Darren J. Fitzpatrick
Darren J. Fitzpatrick

Reputation: 7409

How to randomly partition a list into n nearly equal parts?

I have read the answers to the Slicing a list into n nearly-equal-length partitions [duplicate] question.

This is the accepted answer:

def partition(lst, n): 
    division = len(lst) / float(n) 
    return [ lst[int(round(division * i)): int(round(division * (i + 1)))] for i in xrange(n) ]

I am wondering, how does one modify these solutions in order to randomly assign items to a partition as opposed to incremental assignment.

Upvotes: 25

Views: 49550

Answers (6)

Barney Szabolcs
Barney Szabolcs

Reputation: 12514

The random partition that also preserves the order:

def partition_preserve_order(list_in, n):
    indices = list(range(len(list_in)))
    shuffle(indices)
    index_partitions = [sorted(indices[i::n]) for i in range(n)]
    return [[list_in[i] for i in index_partition] 
            for index_partition in index_partitions]

(that is we shuffle the indices then sort them within the partitions)

example:

random_partition_preserve_order(list('abcdefghijklmnopqrstuvxyz'), 3)
# [
#     ['c', 'd', 'g', 'm', 'p', 'r', 'v', 'x', 'y'], 
#     ['b', 'e', 'h', 'k', 'o', 'q', 't', 'u'], 
#     ['a', 'f', 'i', 'j', 'l', 'n', 's', 'z']
# ]

Upvotes: 0

Timmmm
Timmmm

Reputation: 96586

Shuffling the list doesn't preserve order. You could do something like this instead (pretty easy to adapt to more than two parts). Completely untested.

from __future__ import annotations
from typing import TypeVar
import random

T = TypeVar("T")

def partition_list(s: list[T]) -> tuple[list[T], list[T]]:
    """
    Randomly partition a list into two lists, preserving order. The number to
    take is drawn from a uniform distribution.
    """
    len_a = random.randint(0, len(s))
    len_b = len(s) - len_a
    put_in_a = [True] * len_a + [False] * len_b
    random.shuffle(put_in_a)
    a: list[T] = []
    b: list[T] = []

    for val, in_a in zip(s, put_in_a):
        if in_a:
            a.append(val)
        else:
            b.append(val)

    return a, b

Upvotes: 1

ErichBSchulz
ErichBSchulz

Reputation: 15659

Complete 2018 solution (python 3.6):

import random 
def partition (list_in, n):
    random.shuffle(list_in)
    return [list_in[i::n] for i in range(n)]

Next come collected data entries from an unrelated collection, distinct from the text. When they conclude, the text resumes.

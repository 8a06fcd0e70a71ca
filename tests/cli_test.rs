use assert_cmd::Command;
use predicates::prelude::*;

/// A command isolated from any real prockit installation: runtime/state dirs
/// under a scratch dir, config pointed at a file that does not exist.
fn prockit(temp: &tempfile::TempDir) -> Command {
    let mut cmd = Command::cargo_bin("prockit").unwrap();
    cmd.env("PROCKIT_RUNTIME", temp.path().join("run"))
        .env("PROCKIT_STATE", temp.path().join("state"))
        .env("PROCKIT_CONFIG", temp.path().join("absent-config.toml"));
    cmd
}

#[test]
fn no_verb_prints_hint_and_succeeds() {
    let temp = tempfile::tempdir().unwrap();
    prockit(&temp)
        .assert()
        .success()
        .stdout(predicate::str::contains("--start"));
}

#[test]
fn verbs_are_mutually_exclusive() {
    let temp = tempfile::tempdir().unwrap();
    prockit(&temp).args(["--start", "--stop"]).assert().failure();
}

#[test]
fn unknown_flag_is_rejected() {
    let temp = tempfile::tempdir().unwrap();
    prockit(&temp).arg("--restart").assert().failure();
}

#[test]
#[cfg(unix)]
fn status_reports_not_running_without_pid_file() {
    let temp = tempfile::tempdir().unwrap();
    prockit(&temp)
        .arg("--status")
        .assert()
        .success()
        .stdout(predicate::str::contains("process is not running"));
}

#[test]
#[cfg(unix)]
fn status_reports_running_pid_from_file() {
    let temp = tempfile::tempdir().unwrap();
    let run_dir = temp.path().join("run");
    std::fs::create_dir_all(&run_dir).unwrap();
    // Status trusts the file; the pid does not need to be alive.
    std::fs::write(run_dir.join("prockit.pid"), "12345").unwrap();

    prockit(&temp)
        .arg("--status")
        .assert()
        .success()
        .stdout(predicate::str::contains("process is running (pid 12345)"));
}

#[test]
#[cfg(unix)]
fn status_json_reports_machine_readable_state() {
    let temp = tempfile::tempdir().unwrap();
    let run_dir = temp.path().join("run");
    std::fs::create_dir_all(&run_dir).unwrap();
    std::fs::write(run_dir.join("prockit.pid"), "12345").unwrap();

    prockit(&temp)
        .args(["--status", "--json"])
        .assert()
        .success()
        .stdout(predicate::str::contains("\"running\":true"))
        .stdout(predicate::str::contains("\"pid\":12345"));
}

#[test]
#[cfg(unix)]
fn stop_without_instance_is_idempotent() {
    let temp = tempfile::tempdir().unwrap();
    prockit(&temp)
        .arg("--stop")
        .assert()
        .success()
        .stdout(predicate::str::contains("stop requested"));
}

#[test]
#[cfg(unix)]
fn start_rejects_invalid_config() {
    let temp = tempfile::tempdir().unwrap();
    let config_path = temp.path().join("config.toml");
    std::fs::write(&config_path, "[pool]\nkill_signal = \"SIGDANCE\"\n").unwrap();

    prockit(&temp)
        .env("PROCKIT_CONFIG", &config_path)
        .arg("--start")
        .assert()
        .failure()
        .stderr(predicate::str::contains("SIGDANCE"));
}
use std::fs;
use std::io;
use std::path::{Path, PathBuf};

use serde::{Deserialize, Serialize};

use crate::config::Paths;

#[derive(Debug, thiserror::Error)]
pub enum ConfigError {
    #[error("failed to read {path}: {source}")]
    Read { path: PathBuf, source: io::Error },

    #[error("failed to parse {path}: {source}")]
    Parse {
        path: PathBuf,
        source: toml::de::Error,
    },
}

/// Root configuration for prockit.
///
/// Example:
/// ```toml
/// [daemon]
/// log_level = "info"
///
/// [pool]
/// total = 4
/// max = 2
/// command = ["sh", "-c", "do-work"]
/// ```
#[derive(Debug, Clone, Serialize, Deserialize, PartialEq, Default)]
#[serde(default)]
pub struct Config {
    /// Daemon configuration section.
    /// Example: [daemon]
    pub daemon: DaemonConfig,
    /// Worker pool configuration section.
    /// Example: [pool]
    pub pool: PoolConfig,
}

/// Daemon process configuration.
#[derive(Debug, Clone, Serialize, Deserialize, PartialEq)]
#[serde(default)]
pub struct DaemonConfig {
    /// Path to PID file (platform default if not set).
    /// Example: pid_file = "/run/user/1000/prockit/prockit.pid"
    #[serde(skip_serializing_if = "Option::is_none")]
    pub pid_file: Option<PathBuf>,
    /// Working directory of the detached process.
    /// Example: workdir = "/"
    pub workdir: PathBuf,
    /// Log level (trace, debug, info, warn, error).
    /// Example: log_level = "info"
    pub log_level: String,
    /// Optional log file path (state-dir default when daemonized).
    /// Example: log_file = "/var/log/prockit.log"
    #[serde(skip_serializing_if = "Option::is_none")]
    pub log_file: Option<PathBuf>,
}

impl Default for DaemonConfig {
    fn default() -> Self {
        Self {
            pid_file: Some(Paths::runtime_dir().join("prockit.pid")),
            workdir: PathBuf::from("/"),
            log_level: "info".to_string(),
            log_file: None,
        }
    }
}

/// Worker pool configuration.
#[derive(Debug, Clone, Serialize, Deserialize, PartialEq)]
#[serde(default)]
pub struct PoolConfig {
    /// Number of workers to fork in total (0 = fork forever).
    /// Example: total = 4
    pub total: u32,
    /// Maximum concurrently-live workers (0 = unlimited).
    /// Example: max = 2
    pub max: u32,
    /// Cosmetic process title for forked workers.
    /// Example: title = "prockit-worker"
    pub title: String,
    /// Signal broadcast by kill_all.
    /// Example: kill_signal = "SIGUSR1"
    pub kill_signal: String,
    /// Admission-gate poll interval in milliseconds.
    /// Example: poll_interval_ms = 10
    pub poll_interval_ms: u64,
    /// Command each worker runs (argv vector). Empty: the daemon idles
    /// instead of supervising a pool.
    /// Example: command = ["sh", "-c", "do-work"]
    pub command: Vec<String>,
}

impl Default for PoolConfig {
    fn default() -> Self {
        Self {
            total: 1,
            max: 0,
            title: "prockit-worker".to_string(),
            kill_signal: "SIGUSR1".to_string(),
            poll_interval_ms: 10,
            command: Vec::new(),
        }
    }
}

impl Config {
    /// Load from a TOML file.
    pub fn load(path: &Path) -> Result<Self, ConfigError> {
        let contents = fs::read_to_string(path).map_err(|source| ConfigError::Read {
            path: path.to_path_buf(),
            source,
        })?;
        toml::from_str(&contents).map_err(|source| ConfigError::Parse {
            path: path.to_path_buf(),
            source,
        })
    }

    /// Load from the given path, the standard location, or fall back to
    /// defaults when no file exists.
    pub fn load_or_default(path: Option<&Path>) -> Result<Self, ConfigError> {
        let path = path
            .map(Path::to_path_buf)
            .unwrap_or_else(Paths::config_file);
        if path.exists() {
            Self::load(&path)
        } else {
            Ok(Self::default())
        }
    }
}
//! Daemonization: the double-fork detach sequence with pid-file
//! single-instance semantics.

pub mod core;
pub mod detach;
pub mod pid;

pub use self::core::{DaemonError, DaemonStatus, Daemonizer};
pub use detach::DetachError;
pub use pid::{PidError, PidFile};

Beware! this may mutate your original list

Upvotes: 29

Teodor Pripoae
Teodor Pripoae

Reputation: 1394

First you randomize the list and then you split it in n nearly equal parts.

Upvotes: 2

SilentGhost
SilentGhost

Reputation: 319581

shuffle input list.

Upvotes: 3

bobince
bobince

Reputation: 536379

Call random.shuffle() on the list before partitioning it.